### ABOUT THIS TASK
Your answer must be the records below, printed exactly.

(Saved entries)
------
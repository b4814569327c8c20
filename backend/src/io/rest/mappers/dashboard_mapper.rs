use shared::{CategoryBreakdown, DashboardStats, MonthlyTrendPoint};

use crate::domain::dashboard_service::DashboardSummary;

pub struct DashboardMapper;

impl DashboardMapper {
    pub fn to_dto(summary: DashboardSummary) -> DashboardStats {
        DashboardStats {
            total_this_month: summary.total_this_month,
            total_last_month: summary.total_last_month,
            percentage_change: summary.percentage_change,
            category_breakdown: summary
                .category_breakdown
                .into_iter()
                .map(|share| CategoryBreakdown {
                    category: share.category.as_str().to_string(),
                    amount: share.amount,
                    percentage: share.percentage,
                })
                .collect(),
            monthly_trend: summary
                .monthly_trend
                .into_iter()
                .map(|point| MonthlyTrendPoint {
                    month: point.month.label(),
                    amount: point.amount,
                })
                .collect(),
        }
    }
}

#[cfg(test)]
mod tests {
    use super::*;
    use crate::domain::dashboard_service::{CategoryShare, MonthTotal};
    use crate::domain::models::{BudgetMonth, ExpenseCategory};

    #[test]
    fn test_trend_uses_chart_labels() {
        let stats = DashboardMapper::to_dto(DashboardSummary {
            total_this_month: 30.0,
            total_last_month: 0.0,
            percentage_change: 0.0,
            category_breakdown: vec![CategoryShare {
                category: ExpenseCategory::Education,
                amount: 30.0,
                percentage: 100.0,
            }],
            monthly_trend: vec![MonthTotal {
                month: BudgetMonth::parse("2024-03").unwrap(),
                amount: 30.0,
            }],
        });

        assert_eq!(stats.category_breakdown[0].category, "Education");
        assert_eq!(stats.monthly_trend[0].month, "Mar 2024");
    }
}
use sqlx::{migrate::MigrateDatabase, Sqlite, SqlitePool};
use std::sync::Arc;
use tracing::info;

use crate::storage::StorageError;

/// DbConnection owns the SQLite pool shared by every repository
#[derive(Clone)]
pub struct DbConnection {
    pool: Arc<SqlitePool>,
}

impl DbConnection {
    /// Open (creating if needed) the database at `url` and make sure the
    /// schema exists
    pub async fn new(url: &str) -> Result<Self, StorageError> {
        if !Sqlite::database_exists(url).await.unwrap_or(false) {
            info!(url, "Creating database");
            Sqlite::create_database(url).await?;
        }

        let pool = SqlitePool::connect(url).await?;
        Self::setup_schema(&pool).await?;

        Ok(Self { pool: Arc::new(pool) })
    }

    /// Private in-memory database for a single test.
    ///
    /// The pool is pinned to one connection that never expires, since every
    /// new SQLite memory connection would start from an empty database.
    #[cfg(test)]
    pub async fn init_test() -> Result<Self, StorageError> {
        use sqlx::sqlite::{SqliteConnectOptions, SqlitePoolOptions};
        use std::str::FromStr;

        let options = SqliteConnectOptions::from_str("sqlite::memory:")?;
        let pool = SqlitePoolOptions::new()
            .max_connections(1)
            .min_connections(1)
            .idle_timeout(None)
            .max_lifetime(None)
            .connect_with(options)
            .await?;
        Self::setup_schema(&pool).await?;

        Ok(Self { pool: Arc::new(pool) })
    }

    pub fn pool(&self) -> &SqlitePool {
        &self.pool
    }

    async fn setup_schema(pool: &SqlitePool) -> Result<(), StorageError> {
        sqlx::query(
            r#"
            CREATE TABLE IF NOT EXISTS expenses (
                id TEXT PRIMARY KEY,
                user_id TEXT NOT NULL,
                amount REAL NOT NULL CHECK (amount > 0),
                category TEXT NOT NULL,
                date TEXT NOT NULL,
                description TEXT,
                payment_method TEXT NOT NULL,
                created_at TEXT NOT NULL,
                updated_at TEXT NOT NULL
            );
            "#,
        )
        .execute(pool)
        .await?;

        // Budget and dashboard queries always filter by user and date range
        sqlx::query(
            r#"
            CREATE INDEX IF NOT EXISTS idx_expenses_user_date
            ON expenses(user_id, date DESC);
            "#,
        )
        .execute(pool)
        .await?;

        sqlx::query(
            r#"
            CREATE TABLE IF NOT EXISTS budgets (
                id TEXT PRIMARY KEY,
                user_id TEXT NOT NULL,
                amount REAL NOT NULL CHECK (amount > 0),
                category TEXT NOT NULL,
                month TEXT NOT NULL,
                created_at TEXT NOT NULL,
                updated_at TEXT NOT NULL,
                UNIQUE (user_id, category, month)
            );
            "#,
        )
        .execute(pool)
        .await?;

        sqlx::query(
            r#"
            CREATE INDEX IF NOT EXISTS idx_budgets_user_month
            ON budgets(user_id, month);
            "#,
        )
        .execute(pool)
        .await?;

        sqlx::query(
            r#"
            CREATE TABLE IF NOT EXISTS budget_alerts (
                id TEXT PRIMARY KEY,
                user_id TEXT NOT NULL,
                budget_id TEXT,
                type TEXT NOT NULL CHECK (type IN ('threshold', 'over_budget', 'monthly_summary')),
                message TEXT NOT NULL,
                is_read BOOLEAN NOT NULL DEFAULT 0,
                created_at TEXT NOT NULL
            );
            "#,
        )
        .execute(pool)
        .await?;

        sqlx::query(
            r#"
            CREATE INDEX IF NOT EXISTS idx_budget_alerts_user_created
            ON budget_alerts(user_id, created_at DESC);
            "#,
        )
        .execute(pool)
        .await?;

        // At most one unread alert per (user, budget, type). Databases created
        // before the constraint existed may hold duplicates; only the oldest
        // of each group stays unread.
        sqlx::query("DROP INDEX IF EXISTS idx_budget_alerts_budget_unread;")
            .execute(pool)
            .await?;

        sqlx::query(
            r#"
            UPDATE budget_alerts SET is_read = 1
            WHERE is_read = 0 AND budget_id IS NOT NULL AND ROWID NOT IN (
                SELECT MIN(ROWID) FROM budget_alerts
                WHERE is_read = 0 AND budget_id IS NOT NULL
                GROUP BY user_id, budget_id, type
            );
            "#,
        )
        .execute(pool)
        .await?;

        sqlx::query(
            r#"
            CREATE UNIQUE INDEX IF NOT EXISTS idx_budget_alerts_one_unread
            ON budget_alerts(user_id, budget_id, type) WHERE is_read = 0;
            "#,
        )
        .execute(pool)
        .await?;

        Ok(())
    }
}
------
### RESULT OF THIS EXERCISE
repository b4814569327c8c20
filename backend/src/io/rest/mappers/dashboard_mapper.rs
use shared::{CategoryBreakdown, DashboardStats, MonthlyTrendPoint};

use crate::domain::dashboard_service::DashboardSummary;

pub struct DashboardMapper;

impl DashboardMapper {
    pub fn to_dto(summary: DashboardSummary) -> DashboardStats {
        DashboardStats {
            total_this_month: summary.total_this_month,
            total_last_month: summary.total_last_month,
            percentage_change: summary.percentage_change,
            category_breakdown: summary
                .category_breakdown
                .into_iter()
                .map(|share| CategoryBreakdown {
                    category: share.category.as_str().to_string(),
                    amount: share.amount,
                    percentage: share.percentage,
                })
                .collect(),
            monthly_trend: summary
                .monthly_trend
                .into_iter()
                .map(|point| MonthlyTrendPoint {
                    month: point.month.label(),
                    amount: point.amount,
                })
                .collect(),
        }
    }
}

#[cfg(test)]
mod tests {
    use super::*;
    use crate::domain::dashboard_service::{CategoryShare, MonthTotal};
    use crate::domain::models::{BudgetMonth, ExpenseCategory};

    #[test]
    fn test_trend_uses_chart_labels() {
        let stats = DashboardMapper::to_dto(DashboardSummary {
            total_this_month: 30.0,
            total_last_month: 0.0,
            percentage_change: 0.0,
            category_breakdown: vec![CategoryShare {
                category: ExpenseCategory::Education,
                amount: 30.0,
                percentage: 100.0,
            }],
            monthly_trend: vec![MonthTotal {
                month: BudgetMonth::parse("2024-03").unwrap(),
                amount: 30.0,
            }],
        });

        assert_eq!(stats.category_breakdown[0].category, "Education");
        assert_eq!(stats.monthly_trend[0].month, "Mar 2024");
    }
}
use sqlx::{migrate::MigrateDatabase, Sqlite, SqlitePool};
use std::sync::Arc;
use tracing::info;

use crate::storage::StorageError;

/// DbConnection owns the SQLite pool shared by every repository
#[derive(Clone)]
pub struct DbConnection {
    pool: Arc<SqlitePool>,
}

impl DbConnection {
    /// Open (creating if needed) the database at `url` and make sure the
    /// schema exists
    pub async fn new(url: &str) -> Result<Self, StorageError> {
        if !Sqlite::database_exists(url).await.unwrap_or(false) {
            info!(url, "Creating database");
            Sqlite::create_database(url).await?;
        }

        let pool = SqlitePool::connect(url).await?;
        Self::setup_schema(&pool).await?;

        Ok(Self { pool: Arc::new(pool) })
    }

    /// Private in-memory database for a single test.
    ///
    /// The pool is pinned to one connection that never expires, since every
    /// new SQLite memory connection would start from an empty database.
    #[cfg(test)]
    pub async fn init_test() -> Result<Self, StorageError> {
        use sqlx::sqlite::{SqliteConnectOptions, SqlitePoolOptions};
        use std::str::FromStr;

        let options = SqliteConnectOptions::from_str("sqlite::memory:")?;
        let pool = SqlitePoolOptions::new()
            .max_connections(1)
            .min_connections(1)
            .idle_timeout(None)
            .max_lifetime(None)
            .connect_with(options)
            .await?;
        Self::setup_schema(&pool).await?;

        Ok(Self { pool: Arc::new(pool) })
    }

    pub fn pool(&self) -> &SqlitePool {
        &self.pool
    }

    async fn setup_schema(pool: &SqlitePool) -> Result<(), StorageError> {
        sqlx::query(
            r#"
            CREATE TABLE IF NOT EXISTS expenses (
                id TEXT PRIMARY KEY,
                user_id TEXT NOT NULL,
                amount REAL NOT NULL CHECK (amount > 0),
                category TEXT NOT NULL,
                date TEXT NOT NULL,
                description TEXT,
                payment_method TEXT NOT NULL,
                created_at TEXT NOT NULL,
                updated_at TEXT NOT NULL
            );
            "#,
        )
        .execute(pool)
        .await?;

        // Budget and dashboard queries always filter by user and date range
        sqlx::query(
            r#"
            CREATE INDEX IF NOT EXISTS idx_expenses_user_date
            ON expenses(user_id, date DESC);
            "#,
        )
        .execute(pool)
        .await?;

        sqlx::query(
            r#"
            CREATE TABLE IF NOT EXISTS budgets (
                id TEXT PRIMARY KEY,
                user_id TEXT NOT NULL,
                amount REAL NOT NULL CHECK (amount > 0),
                category TEXT NOT NULL,
                month TEXT NOT NULL,
                created_at TEXT NOT NULL,
                updated_at TEXT NOT NULL,
                UNIQUE (user_id, category, month)
            );
            "#,
        )
        .execute(pool)
        .await?;

        sqlx::query(
            r#"
            CREATE INDEX IF NOT EXISTS idx_budgets_user_month
            ON budgets(user_id, month);
            "#,
        )
        .execute(pool)
        .await?;

        sqlx::query(
            r#"
            CREATE TABLE IF NOT EXISTS budget_alerts (
                id TEXT PRIMARY KEY,
                user_id TEXT NOT NULL,
                budget_id TEXT,
                type TEXT NOT NULL CHECK (type IN ('threshold', 'over_budget', 'monthly_summary')),
                message TEXT NOT NULL,
                is_read BOOLEAN NOT NULL DEFAULT 0,
                created_at TEXT NOT NULL
            );
            "#,
        )
        .execute(pool)
        .await?;

        sqlx::query(
            r#"
            CREATE INDEX IF NOT EXISTS idx_budget_alerts_user_created
            ON budget_alerts(user_id, created_at DESC);
            "#,
        )
        .execute(pool)
        .await?;

        // At most one unread alert per (user, budget, type). Databases created
        // before the constraint existed may hold duplicates; only the oldest
        // of each group stays unread.
        sqlx::query("DROP INDEX IF EXISTS idx_budget_alerts_budget_unread;")
            .execute(pool)
            .await?;

        sqlx::query(
            r#"
            UPDATE budget_alerts SET is_read = 1
            WHERE is_read = 0 AND budget_id IS NOT NULL AND ROWID NOT IN (
                SELECT MIN(ROWID) FROM budget_alerts
                WHERE is_read = 0 AND budget_id IS NOT NULL
                GROUP BY user_id, budget_id, type
            );
            "#,
        )
        .execute(pool)
        .await?;

        sqlx::query(
            r#"
            CREATE UNIQUE INDEX IF NOT EXISTS idx_budget_alerts_one_unread
            ON budget_alerts(user_id, budget_id, type) WHERE is_read = 0;
            "#,
        )
        .execute(pool)
        .await?;

        Ok(())
    }
}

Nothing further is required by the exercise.